In this article, we will examine what 420 steel is, its chemical composition, the heat treatments that can be applied, what it offer and doesn’t offers as one of the most common blade materials.
Let’s keep reading to sharpen your knowledge on 420 steel as a knife material.
What is 420 steel?
420 steel is a highly diversified and common martensitic stainless steel. 420 steel falls on the relatively low carbon steel spectrum side of the martensitic steels. In addition to its carbon content, there are many other elements in its structure that affect its overall properties. Let’s dive into its composition and take a closer look.
420 steel composition
- Carbon (C): 0.15-0.36%
- Chromium (Cr): 12-14%
- Manganese (Mn): < 1%
- Silicon (Si): < 1%
- Phosphorus (P): < 0.04%
- Sulfur (S): < 0.03%
420 steel can have the carbon content ranging from 0.15% to 0.36%. It’s a relatively low number even compared to other 400 series steels. 420 steel is a martensitic steel, and martensitic steels are known to be hard thanks to the carbon content. You may be asking: how can 420 steel be hard if the carbon percentage is this low? Well, it gained a decent hardness score through heat treatments, and with the help of other elements in the composition.
The amount of chromium required for a steel to be stainless is 10.5%. 420 steel shows good stainless properties with Cr content ranging from 12% to 14%. Cr contributes not only to corrosion but also to hardening and martensitic crystal structure formation by forming chromium carbides.
Mn addition improves strength and hardenability. It also prevents brittleness by inhibiting inclusion and deoxidation.
Ni addition increases heat resistance, corrosion resistance, hardness, and toughness.
The most notable effect of Si on steel is that it is a deoxidizer that helps to prevent the precipitation of FeO and impurities. Therefore Si counterworks fragility in the steel. Although not at the level that Mn helps, Si also provides an increase in hardness and strength.
More than 0.05% of S is an impurity for steel and it reduces weldability and increases brittleness. For this reason, it is undesirable to have S at this level in steel. S, which is generally found at the level of 0.03% in 420 steel, is far from creating this risk. Despite its low content, it is an important component of this steel because of its remarkable contribution to machinability. P is also added with S to increase machinability.
In addition to the basic structure of the steel, the heat treatments applied to 420 steel are also crucial. That being said, we’ll continue with the subject of heat treatment of 420 steel.
Heat treatment of 420 steel
Heat treatment is the general name of the processes applied to improve the mechanical properties of metals by bringing them to the desired phase. The processes applied to 420 steel are: cleaning processes, preheating, annealing, tempering, and sometimes quenching instead of air cooling.
Thanks to these processes, hardening, and better mechanical properties are achieved in martensitic steel. All these processes alongside composition affect 420 steel properties.
Properties of 420 Steel
Being a steel with sufficient Cr content, 420 steel is classified as stainless steel. This means that it has decent corrosion resistance to prevent the formation of rust.

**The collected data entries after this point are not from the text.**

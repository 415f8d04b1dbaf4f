//! Tournament configuration consumed by the engine.
//!
//! All types deserialize with per-field defaults, so a tournament only has to
//! spell out what differs from the common football-style setup:
//!
//! ```
//! use standings_core::config::EngineConfig;
//!
//! let config: EngineConfig = serde_json::from_str(
//!     r#"{ "points": { "win": 2, "draw": 1, "loss": 0 } }"#,
//! ).unwrap();
//! assert_eq!(config.points.win, 2);
//! assert_eq!(config.walkover.winner_goals, 3);
//! ```

use std::collections::BTreeSet;

use serde::{Deserialize, Serialize};

use crate::error::EngineError;
use crate::ranking::{TieBreakCascade, TieBreakKey};

/// Points awarded per result.
#[derive(Debug, Clone, Copy, PartialEq, Eq, Serialize, Deserialize)]
#[serde(default)]
pub struct PointsPolicy {
    /// Points for a win (including a walkover win).
    pub win: i32,
    /// Points for a draw.
    pub draw: i32,
    /// Points for a loss.
    pub loss: i32,
    /// Points for losing by walkover. Falls back to `loss` when unset.
    pub walkover_loss: Option<i32>,
}

impl PointsPolicy {
    /// Points charged to the side that did not appear.
    #[must_use]
    pub fn walkover_loss_points(&self) -> i32 {
        self.walkover_loss.unwrap_or(self.loss)
    }
}

impl Default for PointsPolicy {
    fn default() -> Self {
        Self {
            win: 3,
            draw: 1,
            loss: 0,
            walkover_loss: None,
        }
    }
}

/// Score substituted for matches awarded without play.
#[derive(Debug, Clone, Copy, PartialEq, Eq, Serialize, Deserialize)]
#[serde(default)]
pub struct WalkoverPolicy {
    /// Goals credited to the side that appeared.
    pub winner_goals: u32,
    /// Goals credited to the side that did not.
    pub loser_goals: u32,
}

impl Default for WalkoverPolicy {
    fn default() -> Self {
        Self {
            winner_goals: 3,
            loser_goals: 0,
        }
    }
}

/// Which period sub-scores count towards goals for/against.
///
/// Sub-scores at index `shootout_from` and beyond are a penalty shootout:
/// they can decide a match but are left out of goal totals. The boundary is
/// stated explicitly per sport and never guessed from how many sub-scores a
/// match happens to carry.
#[derive(Debug, Clone, Copy, PartialEq, Eq, Default, Serialize, Deserialize)]
#[serde(default)]
pub struct RegulationRule {
    /// Index of the first non-regulation sub-score, if the sport has one.
    pub shootout_from: Option<usize>,
}

impl RegulationRule {
    /// Every sub-score counts.
    #[must_use]
    pub const fn all_periods() -> Self {
        Self {
            shootout_from: None,
        }
    }

    /// Sub-scores from `index` on are a shootout.
    #[must_use]
    pub const fn shootout_from(index: usize) -> Self {
        Self {
            shootout_from: Some(index),
        }
    }

    /// Whether the sub-score at `index` counts towards goals.
    #[must_use]
    pub fn is_regulation(&self, index: usize) -> bool {
        self.shootout_from.map_or(true, |from| index < from)
    }
}

/// Complete engine configuration for one tournament.
#[derive(Debug, Clone, PartialEq, Eq, Serialize, Deserialize)]
#[serde(default)]
pub struct EngineConfig {
    /// Points system.
    pub points: PointsPolicy,
    /// Walkover score substitution.
    pub walkover: WalkoverPolicy,
    /// Regulation/shootout boundary.
    pub regulation: RegulationRule,
    /// Default tie-break cascade; blocks may override it.
    pub cascade: TieBreakCascade,
    /// Group slots stay unresolved until every expected match of the block
    /// has a confirmed result.
    pub require_settled_blocks: bool,
}

impl Default for EngineConfig {
    fn default() -> Self {
        Self {
            points: PointsPolicy::default(),
            walkover: WalkoverPolicy::default(),
            regulation: RegulationRule::default(),
            cascade: TieBreakCascade::default(),
            require_settled_blocks: true,
        }
    }
}

impl EngineConfig {
    /// Checks that the configuration can produce meaningful standings.
    ///
    /// # Errors
    ///
    /// Returns [`EngineError::InvalidConfig`] when a win is worth less than a
    /// draw, a draw less than a loss, or a manual order lists a team twice.
    pub fn validate(&self) -> Result<(), EngineError> {
        let points = &self.points;
        if points.win < points.draw || points.draw < points.loss {
            return Err(EngineError::InvalidConfig(format!(
                "points must satisfy win >= draw >= loss (got {}/{}/{})",
                points.win, points.draw, points.loss
            )));
        }
        validate_cascade(&self.cascade)
    }
}

/// Checks a cascade on its own; used for per-block overrides too.
///
/// # Errors
///
/// Returns [`EngineError::InvalidConfig`] when a manual order lists a team
/// more than once.
pub fn validate_cascade(cascade: &TieBreakCascade) -> Result<(), EngineError> {
    for key in cascade.keys() {
        if let TieBreakKey::ManualOrder(order) = key {
            let mut seen = BTreeSet::new();
            if let Some(dup) = order.iter().find(|team| !seen.insert(**team)) {
                return Err(EngineError::InvalidConfig(format!(
                    "manual order lists team {dup} more than once"
                )));
            }
        }
    }
    Ok(())
}

#[cfg(test)]
mod tests {
    use super::*;
    use crate::team::TeamId;

    #[test]
    fn defaults_are_three_one_zero() {
        let config = EngineConfig::default();
        assert_eq!(config.points.win, 3);
        assert_eq!(config.points.draw, 1);
        assert_eq!(config.points.loss, 0);
        assert_eq!(config.points.walkover_loss_points(), 0);
        assert!(config.require_settled_blocks);
        assert!(config.validate().is_ok());
    }

    #[test]
    fn partial_json_keeps_defaults() {
        let config: EngineConfig =
            serde_json::from_str(r#"{ "regulation": { "shootout_from": 4 } }"#).unwrap();
        assert_eq!(config.regulation, RegulationRule::shootout_from(4));
        assert_eq!(config.points, PointsPolicy::default());
        assert_eq!(config.cascade, TieBreakCascade::default());
    }

    #[test]
    fn regulation_boundary_is_explicit() {
        let rule = RegulationRule::shootout_from(2);
        assert!(rule.is_regulation(0));
        assert!(rule.is_regulation(1));
        assert!(!rule.is_regulation(2));
        assert!(RegulationRule::all_periods().is_regulation(10));
    }

    #[test]
    fn rejects_inverted_points() {
        let mut config = EngineConfig::default();
        config.points.draw = 4;
        assert!(matches!(
            config.validate(),
            Err(EngineError::InvalidConfig(_))
        ));
    }

    #[test]
    fn rejects_duplicate_manual_order() {
        let mut config = EngineConfig::default();
        config.cascade = TieBreakCascade::new(vec![TieBreakKey::ManualOrder(vec![
            TeamId::new(1),
            TeamId::new(1),
        ])]);
        assert!(config.validate().is_err());
    }

    #[test]
    fn walkover_loss_override() {
        let points = PointsPolicy {
            walkover_loss: Some(-1),
            ..PointsPolicy::default()
        };
        assert_eq!(points.walkover_loss_points(), -1);
    }
}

However, it has poorer corrosion resistance compared to steels containing higher amounts of Cr or having an austenitic structure.
Corrosion resistance is also affected by heat treatment processes. When annealed, corrosion resistance will decrease yet hardening through quenching and a smooth surface finish improves corrosion resistance in atmospheric conditions.
A feature all martensitic steels share is that they show pretty good hardness.
When forging a bar of martensitic steel, hardness is often the priority consideration of a steel’s property. That means the machinability and durability may be compromised.
420 stainless steel has excellent hardening capability and can be hardened up to 50 HRC or higher on Rockwell Scale. In pre-hardened and tempered 420 knives, hardness higher than 65 HRC can be achieved through nitriding. 420 Steel has a higher hardness compared to other %12 Cr steels.
420 steel shows a great balance of toughness and hardness. It also has decent ductility in the annealed state.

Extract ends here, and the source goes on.